TASK:
A complete answer includes every line below with the word "filename".

DATA LISTING below:

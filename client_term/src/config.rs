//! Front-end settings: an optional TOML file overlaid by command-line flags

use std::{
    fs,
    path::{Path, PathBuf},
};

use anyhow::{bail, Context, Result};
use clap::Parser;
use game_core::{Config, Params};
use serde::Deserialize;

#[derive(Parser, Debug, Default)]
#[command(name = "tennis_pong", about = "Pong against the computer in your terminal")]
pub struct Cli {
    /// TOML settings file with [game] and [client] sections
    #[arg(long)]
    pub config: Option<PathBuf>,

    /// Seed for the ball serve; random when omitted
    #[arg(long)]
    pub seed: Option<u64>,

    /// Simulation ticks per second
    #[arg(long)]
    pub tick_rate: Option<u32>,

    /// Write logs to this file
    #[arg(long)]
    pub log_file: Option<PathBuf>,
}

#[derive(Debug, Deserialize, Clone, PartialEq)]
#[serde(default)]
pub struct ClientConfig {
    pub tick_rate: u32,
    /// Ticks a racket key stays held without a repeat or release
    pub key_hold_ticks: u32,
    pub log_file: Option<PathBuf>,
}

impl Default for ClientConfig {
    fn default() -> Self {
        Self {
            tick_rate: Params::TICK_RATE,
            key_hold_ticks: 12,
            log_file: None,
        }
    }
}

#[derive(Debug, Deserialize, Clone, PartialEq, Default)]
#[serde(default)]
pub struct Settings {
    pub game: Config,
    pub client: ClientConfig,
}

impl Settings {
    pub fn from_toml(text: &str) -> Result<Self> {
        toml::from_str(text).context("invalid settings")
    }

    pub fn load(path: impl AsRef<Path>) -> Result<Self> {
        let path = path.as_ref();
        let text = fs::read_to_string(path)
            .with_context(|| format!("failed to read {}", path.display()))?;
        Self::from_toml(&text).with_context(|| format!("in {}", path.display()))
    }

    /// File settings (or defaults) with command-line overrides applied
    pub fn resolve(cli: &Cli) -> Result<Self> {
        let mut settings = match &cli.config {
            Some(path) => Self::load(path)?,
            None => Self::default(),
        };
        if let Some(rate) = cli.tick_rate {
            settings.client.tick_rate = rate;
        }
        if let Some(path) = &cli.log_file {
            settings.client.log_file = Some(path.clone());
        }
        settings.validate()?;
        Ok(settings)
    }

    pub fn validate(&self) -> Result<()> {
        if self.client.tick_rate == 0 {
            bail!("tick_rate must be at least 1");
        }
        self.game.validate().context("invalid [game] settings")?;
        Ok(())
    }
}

End of DATA LISTING.
DATA LISTING below:

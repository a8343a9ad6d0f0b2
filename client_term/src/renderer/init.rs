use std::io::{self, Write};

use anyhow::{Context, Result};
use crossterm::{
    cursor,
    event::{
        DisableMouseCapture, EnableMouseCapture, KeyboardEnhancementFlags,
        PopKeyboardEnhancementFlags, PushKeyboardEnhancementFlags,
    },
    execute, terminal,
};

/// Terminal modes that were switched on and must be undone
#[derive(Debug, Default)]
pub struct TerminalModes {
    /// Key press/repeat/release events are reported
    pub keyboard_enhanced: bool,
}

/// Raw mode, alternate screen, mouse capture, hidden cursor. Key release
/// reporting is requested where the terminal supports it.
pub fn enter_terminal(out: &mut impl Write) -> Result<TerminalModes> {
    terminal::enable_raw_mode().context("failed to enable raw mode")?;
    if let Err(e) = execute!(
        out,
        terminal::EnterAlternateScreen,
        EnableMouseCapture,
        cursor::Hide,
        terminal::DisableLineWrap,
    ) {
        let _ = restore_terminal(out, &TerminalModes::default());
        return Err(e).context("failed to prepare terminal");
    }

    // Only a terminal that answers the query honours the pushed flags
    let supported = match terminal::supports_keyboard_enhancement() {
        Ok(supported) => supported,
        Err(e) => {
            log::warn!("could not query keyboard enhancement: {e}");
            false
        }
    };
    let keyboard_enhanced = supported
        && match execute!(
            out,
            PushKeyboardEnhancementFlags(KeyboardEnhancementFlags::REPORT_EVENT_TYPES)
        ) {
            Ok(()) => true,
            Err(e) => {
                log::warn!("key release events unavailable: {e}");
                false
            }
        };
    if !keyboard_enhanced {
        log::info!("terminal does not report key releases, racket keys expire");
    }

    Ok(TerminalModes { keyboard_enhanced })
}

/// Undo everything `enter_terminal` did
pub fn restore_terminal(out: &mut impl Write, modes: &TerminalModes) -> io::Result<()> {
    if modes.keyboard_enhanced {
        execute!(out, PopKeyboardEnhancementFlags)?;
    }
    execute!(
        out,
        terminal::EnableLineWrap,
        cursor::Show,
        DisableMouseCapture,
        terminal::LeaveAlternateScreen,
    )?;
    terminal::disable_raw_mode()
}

End of DATA LISTING.
DATA LISTING below:

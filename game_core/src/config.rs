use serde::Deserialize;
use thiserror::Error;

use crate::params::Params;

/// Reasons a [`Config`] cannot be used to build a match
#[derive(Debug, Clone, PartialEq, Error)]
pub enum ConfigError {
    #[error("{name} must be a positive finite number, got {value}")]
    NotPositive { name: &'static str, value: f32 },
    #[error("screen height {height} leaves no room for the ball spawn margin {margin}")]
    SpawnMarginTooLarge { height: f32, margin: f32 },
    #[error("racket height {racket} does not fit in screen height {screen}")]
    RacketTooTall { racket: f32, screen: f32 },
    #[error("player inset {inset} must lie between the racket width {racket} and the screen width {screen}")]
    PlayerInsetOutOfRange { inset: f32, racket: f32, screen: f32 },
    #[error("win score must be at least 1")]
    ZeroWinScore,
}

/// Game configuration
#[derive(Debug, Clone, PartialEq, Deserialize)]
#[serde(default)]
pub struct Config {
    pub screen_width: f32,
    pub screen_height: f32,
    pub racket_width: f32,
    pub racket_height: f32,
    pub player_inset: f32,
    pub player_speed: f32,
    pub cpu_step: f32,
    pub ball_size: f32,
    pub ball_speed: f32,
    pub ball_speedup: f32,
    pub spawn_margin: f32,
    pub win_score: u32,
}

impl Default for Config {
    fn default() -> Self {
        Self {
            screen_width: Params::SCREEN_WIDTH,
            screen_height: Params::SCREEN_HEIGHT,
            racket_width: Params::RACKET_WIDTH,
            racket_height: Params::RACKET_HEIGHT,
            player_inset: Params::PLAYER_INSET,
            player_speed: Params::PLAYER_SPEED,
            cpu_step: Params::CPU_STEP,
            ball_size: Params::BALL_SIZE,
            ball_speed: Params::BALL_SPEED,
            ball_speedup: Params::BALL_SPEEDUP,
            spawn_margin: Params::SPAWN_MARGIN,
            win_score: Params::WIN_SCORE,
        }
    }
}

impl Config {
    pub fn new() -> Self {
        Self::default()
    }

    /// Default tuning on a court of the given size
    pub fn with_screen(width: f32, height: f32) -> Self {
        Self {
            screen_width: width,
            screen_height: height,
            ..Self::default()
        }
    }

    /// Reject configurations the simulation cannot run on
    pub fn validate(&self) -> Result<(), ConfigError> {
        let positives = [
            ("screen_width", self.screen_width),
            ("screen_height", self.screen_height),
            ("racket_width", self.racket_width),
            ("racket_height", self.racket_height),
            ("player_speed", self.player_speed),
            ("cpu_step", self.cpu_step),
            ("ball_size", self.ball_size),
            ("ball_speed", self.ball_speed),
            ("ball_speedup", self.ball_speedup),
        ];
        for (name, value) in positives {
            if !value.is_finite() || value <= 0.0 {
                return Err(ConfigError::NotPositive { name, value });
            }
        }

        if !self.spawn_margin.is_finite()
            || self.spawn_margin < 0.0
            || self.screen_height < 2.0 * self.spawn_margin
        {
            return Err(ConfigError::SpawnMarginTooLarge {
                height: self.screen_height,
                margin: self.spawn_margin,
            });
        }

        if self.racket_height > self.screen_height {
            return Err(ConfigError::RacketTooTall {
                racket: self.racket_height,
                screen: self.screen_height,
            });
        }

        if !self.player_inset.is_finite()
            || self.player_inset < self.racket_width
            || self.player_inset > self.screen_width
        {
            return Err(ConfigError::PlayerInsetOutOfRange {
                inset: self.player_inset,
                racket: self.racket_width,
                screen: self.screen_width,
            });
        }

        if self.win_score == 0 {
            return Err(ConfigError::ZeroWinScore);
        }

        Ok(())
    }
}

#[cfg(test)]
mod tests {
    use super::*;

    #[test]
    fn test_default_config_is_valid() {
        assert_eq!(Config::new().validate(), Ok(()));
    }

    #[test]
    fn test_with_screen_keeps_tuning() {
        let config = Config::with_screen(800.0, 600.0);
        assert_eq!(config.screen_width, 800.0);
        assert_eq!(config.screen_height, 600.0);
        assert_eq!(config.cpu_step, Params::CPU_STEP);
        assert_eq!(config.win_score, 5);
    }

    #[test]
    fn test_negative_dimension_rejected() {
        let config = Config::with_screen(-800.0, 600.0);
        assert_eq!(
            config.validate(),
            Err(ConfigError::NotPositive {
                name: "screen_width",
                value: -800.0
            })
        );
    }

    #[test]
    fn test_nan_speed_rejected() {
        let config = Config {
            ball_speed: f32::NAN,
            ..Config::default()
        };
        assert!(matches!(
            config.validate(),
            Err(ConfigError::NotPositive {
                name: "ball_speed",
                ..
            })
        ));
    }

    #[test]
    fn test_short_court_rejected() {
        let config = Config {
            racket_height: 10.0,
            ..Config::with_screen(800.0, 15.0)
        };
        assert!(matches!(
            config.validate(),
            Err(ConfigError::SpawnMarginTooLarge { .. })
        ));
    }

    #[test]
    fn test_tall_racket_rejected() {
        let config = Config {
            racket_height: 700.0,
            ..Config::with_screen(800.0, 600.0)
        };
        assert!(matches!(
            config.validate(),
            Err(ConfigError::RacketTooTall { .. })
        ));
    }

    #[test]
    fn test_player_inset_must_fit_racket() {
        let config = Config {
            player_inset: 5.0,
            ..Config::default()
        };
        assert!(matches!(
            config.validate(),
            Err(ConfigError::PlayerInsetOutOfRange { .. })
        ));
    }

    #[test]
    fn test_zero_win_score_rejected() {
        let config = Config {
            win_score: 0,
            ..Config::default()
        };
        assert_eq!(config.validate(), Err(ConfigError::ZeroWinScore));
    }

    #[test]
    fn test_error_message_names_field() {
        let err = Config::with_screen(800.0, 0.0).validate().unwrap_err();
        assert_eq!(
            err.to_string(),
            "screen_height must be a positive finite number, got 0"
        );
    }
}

End of DATA LISTING.

FINISHED TASK:
filename client_term/src/config.rs
filename client_term/src/renderer/init.rs
filename game_core/src/config.rs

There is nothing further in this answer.